Collected data:
//! Slot, epoch and wall-clock conversions

use crate::types::{Epoch, Slot};

pub const DEFAULT_SLOTS_PER_EPOCH: u64 = 432_000;
pub const DEFAULT_SLOT_LENGTH_MS: u64 = 1_000;

/// Mapping between slots, epochs and POSIX time in milliseconds
#[derive(Debug, Clone, Copy, PartialEq, Eq, serde::Serialize, serde::Deserialize)]
pub struct SlotConfig {
    /// POSIX time (ms) of `zero_slot`
    pub zero_time: u64,
    pub zero_slot: Slot,
    /// Slot length in ms
    pub slot_length: u64,
    pub slots_per_epoch: u64,
}

impl Default for SlotConfig {
    fn default() -> Self {
        Self {
            zero_time: 0,
            zero_slot: 0,
            slot_length: DEFAULT_SLOT_LENGTH_MS,
            slots_per_epoch: DEFAULT_SLOTS_PER_EPOCH,
        }
    }
}

impl SlotConfig {
    pub fn slot_to_epoch(&self, slot: Slot) -> Epoch {
        slot.saturating_sub(self.zero_slot) / self.slots_per_epoch
    }

    pub fn epoch_first_slot(&self, epoch: Epoch) -> Slot {
        self.zero_slot + epoch * self.slots_per_epoch
    }

    pub fn slot_to_time(&self, slot: Slot) -> u64 {
        self.zero_time + slot.saturating_sub(self.zero_slot) * self.slot_length
    }

    /// Slot containing the given POSIX time; times before `zero_time` map to `zero_slot`
    pub fn time_to_slot(&self, time: u64) -> Slot {
        self.zero_slot + time.saturating_sub(self.zero_time) / self.slot_length
    }
}

// -- Tests --
#[cfg(test)]
mod tests {
    use super::*;

    #[test]
    fn epoch_boundaries() {
        let config = SlotConfig::default();
        assert_eq!(config.slot_to_epoch(0), 0);
        assert_eq!(config.slot_to_epoch(431_999), 0);
        assert_eq!(config.slot_to_epoch(432_000), 1);
        assert_eq!(config.epoch_first_slot(2), 864_000);
    }

    #[test]
    fn offset_slot_zero() {
        let config = SlotConfig {
            zero_time: 1_666_656_000_000,
            zero_slot: 100,
            slot_length: 1_000,
            slots_per_epoch: 10,
        };
        assert_eq!(config.slot_to_epoch(99), 0);
        assert_eq!(config.slot_to_epoch(110), 1);
        assert_eq!(config.slot_to_time(120), 1_666_656_020_000);
        assert_eq!(config.time_to_slot(1_666_656_020_999), 120);
    }
}
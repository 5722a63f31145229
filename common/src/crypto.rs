//! Hashing helpers for ledger content hashes

use crate::hash::{Hash, KeyHash};
use blake2::{
    digest::consts::{U28, U32},
    Blake2b, Digest,
};

pub mod ed25519;

/// Blake2b-256 of arbitrary bytes
pub fn blake2b_256(data: &[u8]) -> Hash<32> {
    let mut hasher = Blake2b::<U32>::new();
    hasher.update(data);
    Hash::new(hasher.finalize().into())
}

/// Blake2b-224 of arbitrary bytes
pub fn blake2b_224(data: &[u8]) -> Hash<28> {
    let mut hasher = Blake2b::<U28>::new();
    hasher.update(data);
    Hash::new(hasher.finalize().into())
}

/// Blake2b-224 of a one-byte tag followed by the payload, as used for script hashes
pub fn blake2b_224_tagged(tag: u8, data: &[u8]) -> Hash<28> {
    let mut hasher = Blake2b::<U28>::new();
    hasher.update([tag]);
    hasher.update(data);
    Hash::new(hasher.finalize().into())
}

/// Hash of a verification key
pub fn keyhash(vkey: &[u8]) -> KeyHash {
    blake2b_224(vkey)
}

#[cfg(test)]
mod tests {
    use super::*;

    #[test]
    fn blake2b_256_of_empty_input() {
        assert_eq!(
            blake2b_256(&[]).to_string(),
            "0e5751c026e543b2e8ab2eb06099daa1d1e5df47778f7787faab45cdf12fe3a8"
        );
    }

    #[test]
    fn tagged_hash_differs_from_untagged() {
        let payload = [1u8, 2, 3];
        assert_ne!(blake2b_224_tagged(0, &payload), blake2b_224(&payload));
        assert_eq!(blake2b_224_tagged(0, &payload), blake2b_224(&[0, 1, 2, 3]));
    }
}
//! Ledger emulator transaction validator module
//! Decides whether a transaction is accepted and computes what accepting it changes

pub mod certificates;
mod context;
mod evaluator;
pub mod fees;
mod governance;
pub mod utxo;
mod validate;
mod witnesses;

pub use context::{LedgerContext, ScratchLedger, StagedDelta};
pub use evaluator::{DeclaredBudgetEvaluator, Evaluator};
pub use validate::validate_and_stage;
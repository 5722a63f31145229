//! Runner for the ledger emulator: loads configuration and produces blocks on a timer
use anyhow::Result;
use clap::Parser;
use config::{Config, Environment, File};
use emulator_common::configuration::EmulatorConfig;
use ledger_emulator::{BlockTimer, Emulator};
use std::{sync::Arc, time::Duration};
use tokio::sync::Mutex;
use tracing::info;
use tracing_subscriber::prelude::*;
use tracing_subscriber::{fmt, EnvFilter, Registry};

#[derive(Debug, clap::Parser)]
struct Args {
    #[arg(long, value_name = "PATH", default_values_t = vec!["emulator.toml".to_string()])]
    config: Vec<String>,
}

#[tokio::main]
async fn main() -> Result<()> {
    // Standard logging using RUST_LOG for log levels
    let fmt_layer = fmt::layer().with_filter(EnvFilter::from_default_env());
    Registry::default().with(fmt_layer).init();

    info!("Ledger emulator process");

    let args = Args::parse();
    let mut builder = Config::builder();
    for file in &args.config {
        builder = builder.add_source(File::with_name(file));
    }
    let config = builder.add_source(Environment::with_prefix("EMULATOR")).build()?;
    let emulator_config = EmulatorConfig::from_config(&config)?;
    let interval = Duration::from_millis(emulator_config.block_interval_ms);

    let emulator = Arc::new(Mutex::new(Emulator::new(emulator_config)?));
    let mut timer = BlockTimer::new(emulator.clone(), interval)?;
    timer.start();

    tokio::signal::ctrl_c().await?;
    timer.stop();

    let clock = emulator.lock().await.clock();
    info!(
        slot = clock.slot,
        block = clock.block,
        epoch = clock.epoch,
        "Ledger emulator stopped"
    );
    Ok(())
}
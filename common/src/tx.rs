//! Transaction body, witness set and the signed transaction

use std::collections::{BTreeMap, BTreeSet};

use crate::{
    address::{NetworkId, StakeAddress},
    asset::{Lovelace, Mint},
    cbor::{canonical_size, to_canonical_cbor},
    certificate::TxCertificate,
    crypto::{
        blake2b_256,
        ed25519::{PublicKey, SecretKey, Signature},
    },
    governance::{ProposalProcedure, VotingProcedures},
    hash::{KeyHash, TxHash},
    script::{NativeScript, PlutusData, PlutusScript, Redeemer},
    types::{Slot, TxOutput, UTxOIdentifier},
};

#[derive(
    Debug, Default, Clone, PartialEq, Eq, serde::Serialize, serde::Deserialize, minicbor::Encode,
)]
pub struct TransactionBody {
    /// Spent inputs, ordered by (transaction id, index)
    #[n(0)]
    pub inputs: BTreeSet<UTxOIdentifier>,
    #[n(1)]
    pub outputs: Vec<TxOutput>,
    #[n(2)]
    pub fee: Lovelace,
    /// Exclusive upper bound of the validity interval
    #[n(3)]
    pub valid_until: Option<Slot>,
    #[n(4)]
    pub certificates: Vec<TxCertificate>,
    #[n(5)]
    pub withdrawals: BTreeMap<StakeAddress, Lovelace>,
    /// Inclusive lower bound of the validity interval
    #[n(8)]
    pub valid_from: Option<Slot>,
    #[n(9)]
    pub mint: Mint,
    #[n(13)]
    pub collateral: BTreeSet<UTxOIdentifier>,
    #[n(14)]
    pub required_signers: BTreeSet<KeyHash>,
    #[n(15)]
    pub network_id: Option<NetworkId>,
    #[n(16)]
    pub collateral_return: Option<TxOutput>,
    #[n(17)]
    pub total_collateral: Option<Lovelace>,
    #[n(18)]
    pub reference_inputs: BTreeSet<UTxOIdentifier>,
    #[n(19)]
    pub voting_procedures: VotingProcedures,
    #[n(20)]
    pub proposal_procedures: Vec<ProposalProcedure>,
    #[n(22)]
    pub donation: Option<Lovelace>,
}

impl TransactionBody {
    /// Transaction id: blake2b-256 of the canonical body
    pub fn hash(&self) -> TxHash {
        blake2b_256(&to_canonical_cbor(self))
    }
}

/// A verification key and its signature over the transaction id
#[derive(Debug, Clone, PartialEq, Eq, serde::Serialize, serde::Deserialize, minicbor::Encode)]
pub struct VKeyWitness {
    #[n(0)]
    pub vkey: PublicKey,
    #[n(1)]
    pub signature: Signature,
}

impl VKeyWitness {
    pub fn new(vkey: PublicKey, signature: Signature) -> Self {
        Self { vkey, signature }
    }

    pub fn key_hash(&self) -> KeyHash {
        self.vkey.hash()
    }

    pub fn verify(&self, tx_hash: &TxHash) -> bool {
        self.vkey.verify(tx_hash.as_ref(), &self.signature)
    }
}

#[derive(
    Debug, Default, Clone, PartialEq, Eq, serde::Serialize, serde::Deserialize, minicbor::Encode,
)]
pub struct WitnessSet {
    #[n(0)]
    pub vkeys: Vec<VKeyWitness>,
    #[n(1)]
    pub native_scripts: Vec<NativeScript>,
    #[n(3)]
    pub plutus_scripts: Vec<PlutusScript>,
    #[n(4)]
    pub plutus_data: Vec<PlutusData>,
    #[n(5)]
    pub redeemers: Vec<Redeemer>,
}

#[derive(Debug, Clone, PartialEq, Eq, serde::Serialize, serde::Deserialize, minicbor::Encode)]
pub struct Transaction {
    #[n(0)]
    pub body: TransactionBody,
    #[n(1)]
    pub witnesses: WitnessSet,
    #[n(2)]
    pub is_valid: bool,
}

impl Transaction {
    pub fn new(body: TransactionBody) -> Self {
        Self {
            body,
            witnesses: WitnessSet::default(),
            is_valid: true,
        }
    }

    pub fn id(&self) -> TxHash {
        self.body.hash()
    }

    /// Serialized size, as charged by the linear fee
    pub fn size(&self) -> u64 {
        canonical_size(self)
    }

    /// Add a key witness over the current body. Changing the body afterwards invalidates it.
    pub fn sign(&mut self, key: &SecretKey) {
        let id = self.id();
        self.witnesses.vkeys.push(VKeyWitness::new(key.public_key(), key.sign(id)));
    }
}

#[cfg(test)]
mod tests {
    use super::*;
    use crate::{
        address::{Address, Credential},
        asset::Value,
        hash::Hash,
    };

    fn body() -> TransactionBody {
        let address =
            Address::new(NetworkId::Testnet, Credential::AddrKeyHash(Hash::new([1; 28])), None);
        TransactionBody {
            inputs: [UTxOIdentifier::new(Hash::new([2; 32]), 0)].into_iter().collect(),
            outputs: vec![TxOutput::new(address, Value::lovelace(2_000_000))],
            fee: 180_000,
            ..Default::default()
        }
    }

    #[test]
    fn witnesses_do_not_change_the_id() {
        let mut tx = Transaction::new(body());
        let id = tx.id();
        let size = tx.size();
        tx.sign(&SecretKey::from_seed([7; 32]));
        assert_eq!(tx.id(), id);
        assert!(tx.size() > size);
        assert!(tx.witnesses.vkeys[0].verify(&id));
    }

    #[test]
    fn body_changes_change_the_id() {
        let mut other = body();
        other.fee += 1;
        assert_ne!(body().hash(), other.hash());
    }
}
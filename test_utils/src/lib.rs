//! Deterministic test keys, addresses and transaction fixtures

use emulator_common::{
    crypto::{blake2b_256, ed25519::SecretKey},
    Address, Credential, Hash, KeyHash, Lovelace, NetworkId, StakeAddress, Transaction,
    TransactionBody, TxOutput, UTxOIdentifier, Value, Voter,
};

/// A named wallet whose keys are derived from its name
#[derive(Clone)]
pub struct TestWallet {
    pub name: String,
    payment: SecretKey,
    stake: SecretKey,
}

impl TestWallet {
    pub fn new(name: &str) -> Self {
        let seed = |role: &str| blake2b_256(format!("{name}/{role}").as_bytes()).into_inner();
        Self {
            name: name.to_string(),
            payment: SecretKey::from_seed(seed("payment")),
            stake: SecretKey::from_seed(seed("stake")),
        }
    }

    pub fn payment_key(&self) -> &SecretKey {
        &self.payment
    }

    pub fn stake_key(&self) -> &SecretKey {
        &self.stake
    }

    pub fn key_hash(&self) -> KeyHash {
        self.payment.public_key().hash()
    }

    pub fn stake_key_hash(&self) -> KeyHash {
        self.stake.public_key().hash()
    }

    pub fn credential(&self) -> Credential {
        Credential::AddrKeyHash(self.key_hash())
    }

    /// Also used as the wallet's DRep credential
    pub fn stake_credential(&self) -> Credential {
        Credential::AddrKeyHash(self.stake_key_hash())
    }

    /// Base address: payment key plus stake key
    pub fn address(&self) -> Address {
        Address::new(NetworkId::Testnet, self.credential(), Some(self.stake_credential()))
    }

    pub fn stake_address(&self) -> StakeAddress {
        StakeAddress::new(self.stake_credential(), NetworkId::Testnet)
    }

    pub fn drep_voter(&self) -> Voter {
        Voter::DRepKey(self.stake_key_hash())
    }
}

pub fn hash28(b: u8) -> Hash<28> {
    Hash::new([b; 28])
}

pub fn hash32(b: u8) -> Hash<32> {
    Hash::new([b; 32])
}

/// Output reference with a synthetic transaction id
pub fn utxo_id(b: u8, index: u64) -> UTxOIdentifier {
    UTxOIdentifier::new(hash32(b), index)
}

pub fn ada_output(address: Address, lovelace: Lovelace) -> TxOutput {
    TxOutput::new(address, Value::lovelace(lovelace))
}

/// Transaction over `body` signed by every key given, in order
pub fn signed(body: TransactionBody, keys: &[&SecretKey]) -> Transaction {
    let mut tx = Transaction::new(body);
    for key in keys {
        tx.sign(key);
    }
    tx
}

/// Body spending `input` worth `available` into `outputs`, with the rest of the value,
/// after `fee`, returned to `change`
pub fn transfer(
    input: UTxOIdentifier,
    available: Lovelace,
    outputs: Vec<TxOutput>,
    change: &Address,
    fee: Lovelace,
) -> TransactionBody {
    let spent: Lovelace = outputs.iter().map(|o| o.value.coin()).sum::<Lovelace>() + fee;
    let mut outputs = outputs;
    outputs.push(ada_output(change.clone(), available - spent));
    TransactionBody {
        inputs: [input].into(),
        outputs,
        fee,
        ..TransactionBody::default()
    }
}
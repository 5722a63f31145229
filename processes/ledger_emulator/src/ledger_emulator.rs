//! Ledger emulator process
//! Wires the state modules and the validator into a deterministic, in-process ledger

mod clock;
mod emulator;
mod error;
mod timer;

pub use clock::{Clock, SLOTS_PER_BLOCK};
pub use emulator::Emulator;
pub use error::EmulatorError;
pub use timer::BlockTimer;

pub use emulator_module_tx_validator::{DeclaredBudgetEvaluator, Evaluator};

» Work request: Retype exactly the lines from the start of the entries through the one with "pub fn slot_to_epoch(&self, slot: Slot)"; include both ends.

» Solution to the problem:
//! Slot, epoch and wall-clock conversions

use crate::types::{Epoch, Slot};

pub const DEFAULT_SLOTS_PER_EPOCH: u64 = 432_000;
pub const DEFAULT_SLOT_LENGTH_MS: u64 = 1_000;

/// Mapping between slots, epochs and POSIX time in milliseconds
#[derive(Debug, Clone, Copy, PartialEq, Eq, serde::Serialize, serde::Deserialize)]
pub struct SlotConfig {
    /// POSIX time (ms) of `zero_slot`
    pub zero_time: u64,
    pub zero_slot: Slot,
    /// Slot length in ms
    pub slot_length: u64,
    pub slots_per_epoch: u64,
}

impl Default for SlotConfig {
    fn default() -> Self {
        Self {
            zero_time: 0,
            zero_slot: 0,
            slot_length: DEFAULT_SLOT_LENGTH_MS,
            slots_per_epoch: DEFAULT_SLOTS_PER_EPOCH,
        }
    }
}

impl SlotConfig {
    pub fn slot_to_epoch(&self, slot: Slot) -> Epoch {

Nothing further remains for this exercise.